▶ What is needed
Pull every line with "crate" from the data below and copy it.
= Beginning of Section =
//! Controller task
//!
//! Runs the menu and, on Go, the motion engine's supervisory loop.

use defmt::*;
use embassy_time::Delay;

use dolly_core::controller::{Activity, Controller};
use dolly_core::motion::RunOutcome;
use dolly_hal_rp2040::{GpioOutput, Hd44780, LadderAdc, SignalPulseTimer};

use crate::board::ShutterLine;

/// Controller wired to the board
pub type SliderController = Controller<
    'static,
    SignalPulseTimer,
    GpioOutput<'static>,
    ShutterLine,
    LadderAdc<'static>,
    Hd44780<'static>,
    Delay,
>;

/// Main interaction loop
#[embassy_executor::task]
pub async fn controller_task(mut controller: SliderController) {
    info!("Controller task started");

    controller.boot().await;
    info!("Boot complete");

    loop {
        match controller.step().await {
            Activity::Key { button, action } => {
                debug!("Key {:?} -> {:?}", button, action);
            }
            Activity::Run { plan, outcome } => {
                let config = controller.config();
                match outcome {
                    RunOutcome::Completed => info!(
                        "Run complete: {} steps, {} shots, {} ms planned",
                        plan.total_steps(),
                        plan.shutter_count(),
                        plan.run_time_ms(config)
                    ),
                    RunOutcome::UserCancelled => warn!(
                        "Run cancelled after {} of {} steps",
                        crate::channels::STEP_COUNTER.count(),
                        plan.total_steps()
                    ),
                }
            }
            Activity::Refused(error) => {
                warn!("Run refused: {:?}", error);
            }
        }
    }
}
= End of Section =
▶ Task answer
use crate::board::ShutterLine;
                        crate::channels::STEP_COUNTER.count(),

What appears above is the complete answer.